La cara puede no ser el espejo del alma, contra lo dicho por los clásicos. Pero sí es el retrato de un momento de la persona y, si se trata del máximo gobernante, también puede ser el retrato del estado de ánimo del país. Tener buena cara es indicio de buena salud, incluso de felicidad. Tener mala cara significa, por lo menos, que se ha dormido mal. En el caso del señor Sánchez no es que tenga mala cara; es que la sufre. Sufre mala cara y la gente tiene derecho a preguntar por qué. Sus asesores conocen, cómo no van a conocer, el dictamen del célebre fotógrafo canadiense François Brunelle: “La cara es la herramienta de comunicación por excelencia”. Si se hace de ella un uso pesimista, se transmitirá pesimismo a la nación. Y, puestos a buscar dictámenes de gentes que demostraron saber pensar, permítaseme citar a Lope de Vega: “Mis trabajos se vieron en mi cara / hallando (…) incierto el bien y cierto el desengaño”.

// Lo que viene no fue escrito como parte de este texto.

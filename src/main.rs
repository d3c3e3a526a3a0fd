use std::process::ExitCode;

use tracing::{Level, error};

use quire::config::Config;
use quire::{lifecycle, logging};

#[tokio::main]
async fn main() -> ExitCode {
    let config = match Config::from_env() {
        Ok(config) => config,
        Err(err) => {
            // No level configured yet: report with the default one.
            let _ = logging::init(Level::INFO);
            error!("invalid configuration: {err}");
            return ExitCode::FAILURE;
        }
    };

    if let Err(err) = logging::init(config.log_level) {
        eprintln!("{err}");
        return ExitCode::FAILURE;
    }

    match lifecycle::run(config).await {
        Ok(()) => ExitCode::SUCCESS,
        Err(err) => {
            error!("{err}");
            ExitCode::FAILURE
        }
    }
}
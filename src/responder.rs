//! The [`Responder`]: what a handler decided, before it hits the wire.
//!
//! Business logic returns a `Responder`; the framework calls
//! [`Responder::respond`] exactly once to turn it into a [`Response`].
//! Because `respond` takes `self` by value, a responder cannot be written
//! twice.
//!
//! ```rust
//! use http::StatusCode;
//! use quire::{Cookie, Responder};
//!
//! # #[derive(serde::Serialize)] struct Post { title: String }
//! # let post = Post { title: "hello".into() };
//! Responder::json(&post)
//!     .with_status(StatusCode::CREATED)
//!     .with_header("location", "/api/v1/posts/42")
//!     .with_cookie(Cookie::new("seen", "1").path("/"));
//!
//! # let err = std::io::Error::other("connection reset");
//! Responder::json_error(StatusCode::NOT_FOUND, "Post not found").caused_by(err);
//! ```

use std::fmt;

use bytes::Bytes;
use http::header::{HeaderName, HeaderValue, LOCATION, SET_COOKIE, X_CONTENT_TYPE_OPTIONS};
use http::StatusCode;
use serde::Serialize;
use tracing::{Span, error, info, warn};

use crate::response::{JSON, Response, TEXT};

/// Boxed internal cause of an error response. Logged, never sent.
pub type Cause = Box<dyn std::error::Error + Send + Sync + 'static>;

const INTERNAL_SERVER_ERROR: &str = "Internal Server Error";
const INTERNAL_SERVER_ERROR_JSON: &[u8] = br#"{"error":"Internal Server Error"}"#;

// ── Responder ────────────────────────────────────────────────────────────────

/// A handler result that knows how to render itself as an HTTP response.
#[must_use]
pub struct Responder {
    kind: Kind,
    status: StatusCode,
    headers: Vec<(String, String)>,
    cookies: Vec<Cookie>,
    logger: Option<Span>,
}

enum Kind {
    Json(Result<Vec<u8>, serde_json::Error>),
    JsonError { message: String, cause: Option<Cause> },
    Text(String),
    TextError { message: String, cause: Option<Cause> },
    Redirect(String),
    Empty,
}

impl Responder {
    fn new(kind: Kind, status: StatusCode) -> Self {
        Self { kind, status, headers: Vec::new(), cookies: Vec::new(), logger: None }
    }

    /// `200 OK` with `data` serialised as JSON.
    ///
    /// Serialisation happens here; if it fails, [`respond`](Self::respond)
    /// writes a fixed `500 {"error":"Internal Server Error"}` instead.
    pub fn json<T: Serialize + ?Sized>(data: &T) -> Self {
        Self::new(Kind::Json(serde_json::to_vec(data)), StatusCode::OK)
    }

    /// `{"error": message}` at `status`.
    pub fn json_error(status: StatusCode, message: impl Into<String>) -> Self {
        Self::new(Kind::JsonError { message: message.into(), cause: None }, status)
    }

    /// `500 {"error":"Internal Server Error"}`, whatever `cause` says.
    pub fn internal_server_error(cause: impl Into<Cause>) -> Self {
        Self::json_error(StatusCode::INTERNAL_SERVER_ERROR, INTERNAL_SERVER_ERROR).caused_by(cause)
    }

    /// `200 OK`, `text/plain`.
    pub fn text(body: impl Into<String>) -> Self {
        Self::new(Kind::Text(body.into()), StatusCode::OK)
    }

    /// Plain-text error: `message` plus a trailing newline at `status`.
    pub fn text_error(status: StatusCode, message: impl Into<String>) -> Self {
        Self::new(Kind::TextError { message: message.into(), cause: None }, status)
    }

    /// Plain-text `500 Internal Server Error`, whatever `cause` says.
    pub fn text_internal_server_error(cause: impl Into<Cause>) -> Self {
        Self::text_error(StatusCode::INTERNAL_SERVER_ERROR, INTERNAL_SERVER_ERROR).caused_by(cause)
    }

    /// Redirect to `url` with `status` (301, 302, 303, 307 or 308).
    pub fn redirect(url: impl Into<String>, status: StatusCode) -> Self {
        Self::new(Kind::Redirect(url.into()), status)
    }

    /// `200 OK` with no body. Distinct from returning `None`, which is a 204.
    pub fn empty() -> Self {
        Self::new(Kind::Empty, StatusCode::OK)
    }

    /// `204 No Content`.
    pub fn no_content() -> Self {
        Self::new(Kind::Empty, StatusCode::NO_CONTENT)
    }

    // ── Refinements ──────────────────────────────────────────────────────────

    /// Appends a header. Repeated names are kept, in insertion order.
    pub fn with_header(mut self, name: &str, value: &str) -> Self {
        self.headers.push((name.to_owned(), value.to_owned()));
        self
    }

    pub fn with_cookie(mut self, cookie: Cookie) -> Self {
        self.cookies.push(cookie);
        self
    }

    pub fn with_status(mut self, status: StatusCode) -> Self {
        self.status = status;
        self
    }

    /// Logs the outcome inside `span` when the responder is written.
    pub fn with_logger(mut self, span: Span) -> Self {
        self.logger = Some(span);
        self
    }

    /// Attaches the internal cause of an error variant. Ignored on success
    /// variants.
    pub fn caused_by(mut self, err: impl Into<Cause>) -> Self {
        if let Kind::JsonError { cause, .. } | Kind::TextError { cause, .. } = &mut self.kind {
            *cause = Some(err.into());
        }
        self
    }

    pub fn status(&self) -> StatusCode { self.status }

    // ── Writing ──────────────────────────────────────────────────────────────

    /// Renders the responder. Consumes it: one responder, one response.
    pub fn respond(self) -> Response {
        let Self { kind, status, headers, cookies, logger } = self;
        let mut res = Response::status(status);

        for (name, value) in &headers {
            match (HeaderName::try_from(name.as_str()), HeaderValue::try_from(value.as_str())) {
                (Ok(name), Ok(value)) => {
                    res.headers_mut().append(name, value);
                }
                _ => warn!(header = %name, "skipping invalid response header"),
            }
        }
        for cookie in &cookies {
            match HeaderValue::try_from(cookie.to_string()) {
                Ok(value) => {
                    res.headers_mut().append(SET_COOKIE, value);
                }
                Err(_) => warn!(cookie = %cookie.name, "skipping invalid cookie"),
            }
        }

        let span = logger.unwrap_or_else(Span::none);
        let _entered = span.enter();
        let logged = !span.is_none();

        match kind {
            Kind::Json(Ok(body)) => {
                res.set_body(JSON, body);
                if logged {
                    info!(status_code = status.as_u16(), response_body = %lossy(res.body()), "Sent HTTP response");
                }
            }
            Kind::Json(Err(err)) => {
                // Overrides whatever status the caller chose.
                res.set_status(StatusCode::INTERNAL_SERVER_ERROR);
                res.set_body(JSON, Bytes::from_static(INTERNAL_SERVER_ERROR_JSON));
                if logged {
                    error!(error = %err, "Failed to encode JSON response");
                }
            }
            Kind::JsonError { message, cause } => {
                let body = serde_json::json!({ "error": message }).to_string();
                if logged {
                    if let Some(cause) = &cause {
                        error!(error = %cause, "Sent error HTTP response");
                    }
                    info!(status_code = status.as_u16(), response_body = %body, "Sent HTTP response");
                }
                res.set_body(JSON, body);
            }
            Kind::Text(body) => {
                if logged {
                    info!(status_code = status.as_u16(), response_body = %body, "Sent HTTP response");
                }
                res.set_body(TEXT, body);
            }
            Kind::TextError { message, cause } => {
                if logged {
                    if let Some(cause) = &cause {
                        error!(error = %cause, "Error handling request");
                    }
                    info!(status_code = status.as_u16(), response_body = %message, "Sent HTTP response");
                }
                write_error(&mut res, &message);
            }
            Kind::Redirect(url) => {
                match HeaderValue::try_from(url.as_str()) {
                    Ok(location) => {
                        res.headers_mut().insert(LOCATION, location);
                    }
                    Err(_) => warn!(redirect_url = %url, "redirect target is not a valid header value"),
                }
                if logged {
                    info!(status_code = status.as_u16(), redirect_url = %url, "Sent HTTP redirect");
                }
            }
            Kind::Empty => {
                if logged {
                    info!(status_code = status.as_u16(), "Sent HTTP response");
                }
            }
        }

        res
    }
}

impl fmt::Debug for Responder {
    fn fmt(&self, f: &mut fmt::Formatter<'_>) -> fmt::Result {
        let kind = match &self.kind {
            Kind::Json(_) => "json",
            Kind::JsonError { .. } => "json_error",
            Kind::Text(_) => "text",
            Kind::TextError { .. } => "text_error",
            Kind::Redirect(_) => "redirect",
            Kind::Empty => "empty",
        };
        f.debug_struct("Responder")
            .field("kind", &kind)
            .field("status", &self.status)
            .finish_non_exhaustive()
    }
}

/// Generic "status + message" writer shared by plain-text errors.
pub(crate) fn write_error(res: &mut Response, message: &str) {
    res.headers_mut().insert(X_CONTENT_TYPE_OPTIONS, HeaderValue::from_static("nosniff"));
    res.set_body(TEXT, format!("{message}\n"));
}

fn lossy(body: &[u8]) -> std::borrow::Cow<'_, str> {
    String::from_utf8_lossy(body)
}

// ── Cookie ───────────────────────────────────────────────────────────────────

/// `SameSite` cookie attribute.
#[derive(Clone, Copy, Debug, PartialEq, Eq)]
pub enum SameSite {
    Strict,
    Lax,
    None,
}

/// A `Set-Cookie` value attached with [`Responder::with_cookie`].
#[derive(Clone, Debug)]
pub struct Cookie {
    name: String,
    value: String,
    path: Option<String>,
    domain: Option<String>,
    max_age: Option<i64>,
    secure: bool,
    http_only: bool,
    same_site: Option<SameSite>,
}

impl Cookie {
    pub fn new(name: impl Into<String>, value: impl Into<String>) -> Self {
        Self {
            name: name.into(),
            value: value.into(),
            path: None,
            domain: None,
            max_age: None,
            secure: false,
            http_only: false,
            same_site: None,
        }
    }

    pub fn path(mut self, path: impl Into<String>) -> Self {
        self.path = Some(path.into());
        self
    }

    pub fn domain(mut self, domain: impl Into<String>) -> Self {
        self.domain = Some(domain.into());
        self
    }

    /// Seconds until expiry. Zero or negative deletes the cookie.
    pub fn max_age(mut self, seconds: i64) -> Self {
        self.max_age = Some(seconds);
        self
    }

    pub fn secure(mut self, secure: bool) -> Self {
        self.secure = secure;
        self
    }

    pub fn http_only(mut self, http_only: bool) -> Self {
        self.http_only = http_only;
        self
    }

    pub fn same_site(mut self, same_site: SameSite) -> Self {
        self.same_site = Some(same_site);
        self
    }
}

impl fmt::Display for Cookie {
    fn fmt(&self, f: &mut fmt::Formatter<'_>) -> fmt::Result {
        write!(f, "{}={}", self.name, self.value)?;
        if let Some(path) = &self.path {
            write!(f, "; Path={path}")?;
        }
        if let Some(domain) = &self.domain {
            write!(f, "; Domain={domain}")?;
        }
        match self.max_age {
            Some(age) if age > 0 => write!(f, "; Max-Age={age}")?,
            Some(_) => f.write_str("; Max-Age=0")?,
            None => {}
        }
        if self.http_only {
            f.write_str("; HttpOnly")?;
        }
        if self.secure {
            f.write_str("; Secure")?;
        }
        match self.same_site {
            Some(SameSite::Strict) => f.write_str("; SameSite=Strict")?,
            Some(SameSite::Lax) => f.write_str("; SameSite=Lax")?,
            Some(SameSite::None) => f.write_str("; SameSite=None")?,
            None => {}
        }
        Ok(())
    }
}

Sánchez, durante la entrevista
¿Acaso el rostro del señor presidente empezó a encontrar incierto lo hecho y cierto el desengaño de su propia obra? Sería magnífico, porque significaría la entrada en escena de la autocrítica, fenómeno desconocido por la mayoría de los gobiernos. Por ello me atrevo a una última pregunta: ¿hay algo en la vida pública que amargue al inquilino de la Moncloa? ¿Hay algo que justifique a Quevedo y su “arrojar la cara importa, que el espejo no hay por qué?” Aunque lo visto solo refleje un adelgazamiento erróneamente estético, hay motivos para una respuesta positiva. Cito los cuatro más elementales: la cuerda floja de gobernar pactando con socios de intereses enfrentados; el sentirse víctima confesa de una “campaña de deshumanización”; esa imagen que él considera injusta de hombre que solo tiene ambición del poder, y lo quizá más doloroso: la soledad internacional. Perdió la influencia, incluso la presencia europea, y ayer, cuando la intentaba recuperar en la cumbre de París, se le estropea el avión y, claro, no va a viajar en vuelo regular.